• [WORK TO BE COMPLETED]: Among the records, find the lines that hold the string "verbose" and return them.
[Opening EXTRACTED DATA section]
use tracing_subscriber::{layer::SubscriberExt, util::SubscriberInitExt, EnvFilter};

pub fn init_cli_logger(verbose: bool) {
    let filter = if verbose {
        EnvFilter::try_from_default_env()
            .unwrap_or_else(|_| EnvFilter::new("utschooldata=debug,info"))
    } else {
        EnvFilter::try_from_default_env().unwrap_or_else(|_| EnvFilter::new("utschooldata=info"))
    };

    tracing_subscriber::registry()
        .with(filter)
        .with(
            tracing_subscriber::fmt::layer()
                .with_target(false)
                .with_thread_ids(false)
                .with_file(false)
                .with_line_number(false)
                .compact(),
        )
        .init();
}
[Closing EXTRACTED DATA section]
• [TASK OUTPUT]:
pub fn init_cli_logger(verbose: bool) {
    let filter = if verbose {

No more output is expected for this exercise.